Task instructions: Check each line of the entries for the string "percentile". Report only how many lines have it.

#####

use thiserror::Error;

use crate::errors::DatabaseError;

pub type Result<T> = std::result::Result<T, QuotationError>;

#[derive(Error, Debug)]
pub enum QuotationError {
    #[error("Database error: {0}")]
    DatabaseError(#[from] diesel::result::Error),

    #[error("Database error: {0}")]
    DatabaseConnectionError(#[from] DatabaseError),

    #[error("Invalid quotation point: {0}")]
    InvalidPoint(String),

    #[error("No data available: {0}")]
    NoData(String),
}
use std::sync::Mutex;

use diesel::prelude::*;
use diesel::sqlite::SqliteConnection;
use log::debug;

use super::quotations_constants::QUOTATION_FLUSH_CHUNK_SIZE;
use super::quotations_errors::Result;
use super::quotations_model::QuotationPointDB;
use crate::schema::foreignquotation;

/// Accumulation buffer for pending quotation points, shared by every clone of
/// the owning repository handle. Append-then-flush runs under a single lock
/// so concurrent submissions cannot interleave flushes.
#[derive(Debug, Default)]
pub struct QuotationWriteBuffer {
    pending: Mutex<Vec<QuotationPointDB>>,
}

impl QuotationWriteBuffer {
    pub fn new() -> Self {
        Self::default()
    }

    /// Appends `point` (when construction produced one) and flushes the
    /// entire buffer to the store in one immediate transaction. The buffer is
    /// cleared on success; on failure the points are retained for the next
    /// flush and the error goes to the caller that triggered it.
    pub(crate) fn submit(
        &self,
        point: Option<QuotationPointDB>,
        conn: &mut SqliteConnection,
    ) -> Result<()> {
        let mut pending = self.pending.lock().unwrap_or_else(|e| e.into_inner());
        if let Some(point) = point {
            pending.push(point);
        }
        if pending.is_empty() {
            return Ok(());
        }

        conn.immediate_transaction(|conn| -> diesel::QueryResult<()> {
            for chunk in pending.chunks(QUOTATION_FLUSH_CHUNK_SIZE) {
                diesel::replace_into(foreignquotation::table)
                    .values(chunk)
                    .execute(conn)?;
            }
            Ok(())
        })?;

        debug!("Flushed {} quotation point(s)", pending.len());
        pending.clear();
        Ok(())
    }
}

#####

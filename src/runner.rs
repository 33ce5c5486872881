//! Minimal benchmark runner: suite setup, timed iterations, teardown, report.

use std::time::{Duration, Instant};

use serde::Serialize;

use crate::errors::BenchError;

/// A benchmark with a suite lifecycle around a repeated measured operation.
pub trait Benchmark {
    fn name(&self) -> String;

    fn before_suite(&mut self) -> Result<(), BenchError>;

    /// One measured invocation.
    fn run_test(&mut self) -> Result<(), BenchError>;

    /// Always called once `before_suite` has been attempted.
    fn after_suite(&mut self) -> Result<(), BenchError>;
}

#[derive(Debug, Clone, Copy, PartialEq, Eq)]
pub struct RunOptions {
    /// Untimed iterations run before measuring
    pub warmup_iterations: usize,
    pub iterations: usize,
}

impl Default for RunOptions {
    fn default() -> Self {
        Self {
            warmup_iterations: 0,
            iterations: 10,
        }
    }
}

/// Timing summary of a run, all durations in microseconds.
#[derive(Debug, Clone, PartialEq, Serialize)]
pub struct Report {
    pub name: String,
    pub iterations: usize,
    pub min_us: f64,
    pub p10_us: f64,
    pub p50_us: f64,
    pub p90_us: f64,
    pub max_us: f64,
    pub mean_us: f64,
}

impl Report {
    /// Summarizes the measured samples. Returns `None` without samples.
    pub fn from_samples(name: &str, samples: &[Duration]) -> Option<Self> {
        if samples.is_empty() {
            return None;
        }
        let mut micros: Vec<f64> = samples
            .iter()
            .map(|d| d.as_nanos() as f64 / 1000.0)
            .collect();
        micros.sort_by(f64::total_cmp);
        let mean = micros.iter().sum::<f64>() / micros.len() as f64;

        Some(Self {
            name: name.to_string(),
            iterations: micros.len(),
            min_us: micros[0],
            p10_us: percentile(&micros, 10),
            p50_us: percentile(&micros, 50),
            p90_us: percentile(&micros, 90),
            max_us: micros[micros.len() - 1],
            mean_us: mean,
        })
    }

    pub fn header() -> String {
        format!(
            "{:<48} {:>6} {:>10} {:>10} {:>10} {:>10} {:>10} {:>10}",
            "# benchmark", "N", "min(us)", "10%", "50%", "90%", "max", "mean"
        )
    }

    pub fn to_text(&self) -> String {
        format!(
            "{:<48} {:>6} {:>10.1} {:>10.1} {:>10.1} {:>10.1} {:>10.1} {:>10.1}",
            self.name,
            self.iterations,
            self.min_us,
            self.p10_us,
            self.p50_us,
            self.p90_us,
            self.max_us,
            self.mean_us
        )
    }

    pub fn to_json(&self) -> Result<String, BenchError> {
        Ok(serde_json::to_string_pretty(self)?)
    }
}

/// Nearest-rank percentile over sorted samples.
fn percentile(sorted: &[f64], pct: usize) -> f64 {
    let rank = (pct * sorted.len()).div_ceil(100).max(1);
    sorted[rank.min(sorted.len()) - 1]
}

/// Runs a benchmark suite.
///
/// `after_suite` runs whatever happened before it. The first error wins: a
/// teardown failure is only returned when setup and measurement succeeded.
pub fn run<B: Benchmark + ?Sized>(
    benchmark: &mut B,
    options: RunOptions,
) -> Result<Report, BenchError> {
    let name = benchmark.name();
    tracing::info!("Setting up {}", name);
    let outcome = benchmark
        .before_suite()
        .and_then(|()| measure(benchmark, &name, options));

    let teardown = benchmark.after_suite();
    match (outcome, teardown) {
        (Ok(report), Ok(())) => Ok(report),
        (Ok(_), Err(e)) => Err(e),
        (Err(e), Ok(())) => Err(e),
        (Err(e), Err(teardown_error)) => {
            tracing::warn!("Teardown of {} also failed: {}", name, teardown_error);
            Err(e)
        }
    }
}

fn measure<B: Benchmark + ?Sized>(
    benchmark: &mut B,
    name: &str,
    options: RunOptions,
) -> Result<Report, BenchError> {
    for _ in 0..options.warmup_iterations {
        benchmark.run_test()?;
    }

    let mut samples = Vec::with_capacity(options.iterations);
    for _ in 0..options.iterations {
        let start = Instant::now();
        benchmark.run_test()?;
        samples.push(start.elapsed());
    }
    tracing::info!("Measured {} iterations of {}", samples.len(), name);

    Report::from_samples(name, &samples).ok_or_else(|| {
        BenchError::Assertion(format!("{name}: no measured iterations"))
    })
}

#####

Answer to the problem: 5